**** EXTRACTED DATA
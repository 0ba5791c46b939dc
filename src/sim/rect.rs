//! Axis-aligned rectangles for avatar and world-object bounds
//!
//! Origin is the top-left corner; y grows downward.

use glam::Vec2;
use serde::{Deserialize, Serialize};

#[derive(Debug, Clone, Copy, PartialEq, Serialize, Deserialize)]
pub struct Rect {
    pub origin: Vec2,
    pub size: Vec2,
}

impl Rect {
    pub fn new(x: f32, y: f32, w: f32, h: f32) -> Self {
        Self {
            origin: Vec2::new(x, y),
            size: Vec2::new(w, h),
        }
    }

    pub fn from_origin_size(origin: Vec2, size: Vec2) -> Self {
        Self { origin, size }
    }

    #[inline]
    pub fn left(&self) -> f32 {
        self.origin.x
    }

    #[inline]
    pub fn right(&self) -> f32 {
        self.origin.x + self.size.x
    }

    #[inline]
    pub fn top(&self) -> f32 {
        self.origin.y
    }

    #[inline]
    pub fn bottom(&self) -> f32 {
        self.origin.y + self.size.y
    }

    pub fn center(&self) -> Vec2 {
        self.origin + self.size / 2.0
    }

    /// Interiors intersect; rectangles that only share an edge do not overlap
    pub fn overlaps(&self, other: &Rect) -> bool {
        !(self.right() <= other.left()
            || other.right() <= self.left()
            || self.bottom() <= other.top()
            || other.bottom() <= self.top())
    }

    /// Point lies inside or on the boundary
    pub fn contains_point(&self, point: Vec2) -> bool {
        point.x >= self.left()
            && point.x <= self.right()
            && point.y >= self.top()
            && point.y <= self.bottom()
    }

    /// Horizontal extents intersect (strictly)
    pub fn overlaps_horizontally(&self, other: &Rect) -> bool {
        self.left() < other.right() && other.left() < self.right()
    }
}
impl EngineConfig {
    /// Terminal flight game: a point avatar flapping through pipe gaps
    pub fn flight() -> Self {
        let width = FLIGHT_VIEWPORT_WIDTH;
        let height = FLIGHT_VIEWPORT_HEIGHT;
        let reference_x = (width / 5.0).floor();
        Self {
            tick_rate: FLIGHT_TICK_RATE,
            lethal_ground: true,
            world: WorldConfig {
                width,
                height,
                ground_y: height - 2.0,
                ceiling_y: 0.0,
                margin: 2.0,
                spawn_x: width,
                retire_x: -2.0,
                reference_x,
            },
            avatar: AvatarConfig {
                spawn: Vec2::new(reference_x, (height / 2.0).floor()),
                size: Vec2::ZERO,
                launch_velocity: FLIGHT_FLAP_VY,
                max_up_velocity: FLIGHT_MAX_FLAP_VY,
                max_fall_velocity: FLIGHT_MAX_FALL_VY,
                gravity: FLIGHT_GRAVITY,
                move_speed: 0.0,
                climb_speed: 0.0,
            },
            spawn: SpawnConfig {
                probability: FLIGHT_SPAWN_PROBABILITY,
                min_spacing: (width * 0.05).round(),
                scroll_speed: FLIGHT_PIPE_SPEED,
                kind: SpawnKind::Gaps {
                    half_gap: FLIGHT_PIPE_GAP / 2.0,
                    width: FLIGHT_PIPE_WIDTH,
                },
            },
        }
    }

    /// Window platformer: a box avatar running over scrolling ledges
    pub fn platformer() -> Self {
        let width = PLATFORMER_WINDOW_WIDTH;
        let height = PLATFORMER_WINDOW_HEIGHT;
        let ground_y = height - 40.0;
        let size = Vec2::new(28.0, 36.0);
        Self {
            tick_rate: PLATFORMER_TICK_RATE,
            lethal_ground: false,
            world: WorldConfig {
                width,
                height,
                ground_y,
                ceiling_y: 0.0,
                margin: 40.0,
                spawn_x: width,
                retire_x: -20.0,
                reference_x: 100.0,
            },
            avatar: AvatarConfig {
                spawn: Vec2::new(60.0, ground_y - size.y),
                size,
                launch_velocity: -PLATFORMER_JUMP_SPEED / PLATFORMER_TICK_RATE,
                max_up_velocity: -12.0,
                max_fall_velocity: 12.0,
                gravity: PLATFORMER_GRAVITY / (PLATFORMER_TICK_RATE * PLATFORMER_TICK_RATE),
                move_speed: PLATFORMER_MOVE_SPEED / PLATFORMER_TICK_RATE,
                climb_speed: PLATFORMER_CLIMB_SPEED / PLATFORMER_TICK_RATE,
            },
            spawn: SpawnConfig {
                probability: 0.02,
                min_spacing: 160.0,
                scroll_speed: 2.0,
                kind: SpawnKind::Platforms {
                    width: 160.0,
                    thickness: 20.0,
                    ladder_width: 20.0,
                    ladder_height: 120.0,
                    hazard_size: 26.0,
                    ladder_weight: 0.2,
                    hazard_weight: 0.25,
                },
            },
        }
    }

    pub fn with_tick_rate(mut self, tick_rate: f32) -> Self {
        self.tick_rate = tick_rate;
        self
    }

    pub fn with_spawn_probability(mut self, probability: f32) -> Self {
        self.spawn.probability = probability;
        self
    }

    pub fn with_scroll_speed(mut self, scroll_speed: f32) -> Self {
        self.spawn.scroll_speed = scroll_speed;
        self
    }

    pub fn with_gravity(mut self, gravity: f32) -> Self {
        self.avatar.gravity = gravity;
        self
    }

    pub fn with_kind(mut self, kind: SpawnKind) -> Self {
        self.spawn.kind = kind;
        self
    }

    /// Duration of one reference tick in seconds
    pub fn dt(&self) -> f32 {
        1.0 / self.tick_rate
    }

    /// Vertical band obstacles may occupy: `(min_edge, max_edge)`
    pub fn usable_band(&self) -> (f32, f32) {
        (
            self.world.ceiling_y + self.world.margin,
            self.world.ground_y - self.world.margin,
        )
    }

    /// Reject configurations the engine cannot run
    pub fn validate(&self) -> ConfigResult<()> {
        if !(self.tick_rate.is_finite() && self.tick_rate > 0.0) {
            return Err(ConfigError::TickRate(self.tick_rate));
        }

        let world = &self.world;
        if !(world.width > 0.0 && world.height > 0.0) {
            return Err(ConfigError::WorldExtent {
                width: world.width,
                height: world.height,
            });
        }
        if world.ground_y <= world.ceiling_y {
            return Err(ConfigError::GroundAboveCeiling {
                ground_y: world.ground_y,
                ceiling_y: world.ceiling_y,
            });
        }
        if world.retire_x >= world.reference_x {
            return Err(ConfigError::RetireBeyondReference {
                retire_x: world.retire_x,
                reference_x: world.reference_x,
            });
        }

        let avatar = &self.avatar;
        if !(avatar.max_up_velocity <= avatar.max_fall_velocity) {
            return Err(ConfigError::VelocityClamp {
                max_up: avatar.max_up_velocity,
                max_fall: avatar.max_fall_velocity,
            });
        }
        for (name, value) in [
            ("move_speed", avatar.move_speed),
            ("climb_speed", avatar.climb_speed),
            ("min_spacing", self.spawn.min_spacing),
        ] {
            if !(value >= 0.0) {
                return Err(ConfigError::NegativeSpeed { name, value });
            }
        }
        // Objects that never scroll never retire
        if !(self.spawn.scroll_speed > 0.0) {
            return Err(ConfigError::NonPositiveSize {
                name: "scroll_speed",
                value: self.spawn.scroll_speed,
            });
        }

        let probability = self.spawn.probability;
        if !(0.0..=1.0).contains(&probability) {
            return Err(ConfigError::SpawnProbability(probability));
        }

        let kind = &self.spawn.kind;
        if !(kind.width() > 0.0) {
            return Err(ConfigError::NonPositiveSize {
                name: "obstacle width",
                value: kind.width(),
            });
        }
        match *kind {
            SpawnKind::Gaps { half_gap, .. } => {
                if !(half_gap > 0.0) {
                    return Err(ConfigError::NonPositiveSize {
                        name: "half_gap",
                        value: half_gap,
                    });
                }
            }
            SpawnKind::Platforms {
                thickness,
                ladder_width,
                ladder_height,
                hazard_size,
                ladder_weight,
                hazard_weight,
                ..
            } => {
                for (name, value) in [
                    ("thickness", thickness),
                    ("ladder_width", ladder_width),
                    ("ladder_height", ladder_height),
                    ("hazard_size", hazard_size),
                ] {
                    if !(value > 0.0) {
                        return Err(ConfigError::NonPositiveSize { name, value });
                    }
                }
                let weights_ok = (0.0..=1.0).contains(&ladder_weight)
                    && (0.0..=1.0).contains(&hazard_weight)
                    && ladder_weight + hazard_weight <= 1.0;
                if !weights_ok {
                    return Err(ConfigError::SpawnWeights {
                        ladder: ladder_weight,
                        hazard: hazard_weight,
                    });
                }
            }
        }

        let (min_edge, max_edge) = self.usable_band();
        let usable = max_edge - min_edge;
        let half_extent = kind.max_half_extent();
        if 2.0 * half_extent > usable {
            return Err(ConfigError::ObstacleTooLarge {
                half_extent,
                usable,
            });
        }

        Ok(())
    }

    /// Parse and validate a JSON configuration
    pub fn from_json(json: &str) -> ConfigResult<Self> {
        let config: Self = serde_json::from_str(json)?;
        config.validate()?;
        Ok(config)
    }

    pub fn to_json(&self) -> ConfigResult<String> {
        Ok(serde_json::to_string_pretty(self)?)
    }
}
********
INSTRUCTIONS TO FOLLOW: Each line from the top of the material above, through the one that contains "let height = FLIGHT_VIEWPORT_HEIGHT;", should be restated word for word.

PROBLEM SOLUTION:
repository 0ba5791c46b939dc
filename src/sim/rect.rs
//! Axis-aligned rectangles for avatar and world-object bounds
//!
//! Origin is the top-left corner; y grows downward.

use glam::Vec2;
use serde::{Deserialize, Serialize};

#[derive(Debug, Clone, Copy, PartialEq, Serialize, Deserialize)]
pub struct Rect {
    pub origin: Vec2,
    pub size: Vec2,
}

impl Rect {
    pub fn new(x: f32, y: f32, w: f32, h: f32) -> Self {
        Self {
            origin: Vec2::new(x, y),
            size: Vec2::new(w, h),
        }
    }

    pub fn from_origin_size(origin: Vec2, size: Vec2) -> Self {
        Self { origin, size }
    }

    #[inline]
    pub fn left(&self) -> f32 {
        self.origin.x
    }

    #[inline]
    pub fn right(&self) -> f32 {
        self.origin.x + self.size.x
    }

    #[inline]
    pub fn top(&self) -> f32 {
        self.origin.y
    }

    #[inline]
    pub fn bottom(&self) -> f32 {
        self.origin.y + self.size.y
    }

    pub fn center(&self) -> Vec2 {
        self.origin + self.size / 2.0
    }

    /// Interiors intersect; rectangles that only share an edge do not overlap
    pub fn overlaps(&self, other: &Rect) -> bool {
        !(self.right() <= other.left()
            || other.right() <= self.left()
            || self.bottom() <= other.top()
            || other.bottom() <= self.top())
    }

    /// Point lies inside or on the boundary
    pub fn contains_point(&self, point: Vec2) -> bool {
        point.x >= self.left()
            && point.x <= self.right()
            && point.y >= self.top()
            && point.y <= self.bottom()
    }

    /// Horizontal extents intersect (strictly)
    pub fn overlaps_horizontally(&self, other: &Rect) -> bool {
        self.left() < other.right() && other.left() < self.right()
    }
}
impl EngineConfig {
    /// Terminal flight game: a point avatar flapping through pipe gaps
    pub fn flight() -> Self {
        let width = FLIGHT_VIEWPORT_WIDTH;
        let height = FLIGHT_VIEWPORT_HEIGHT;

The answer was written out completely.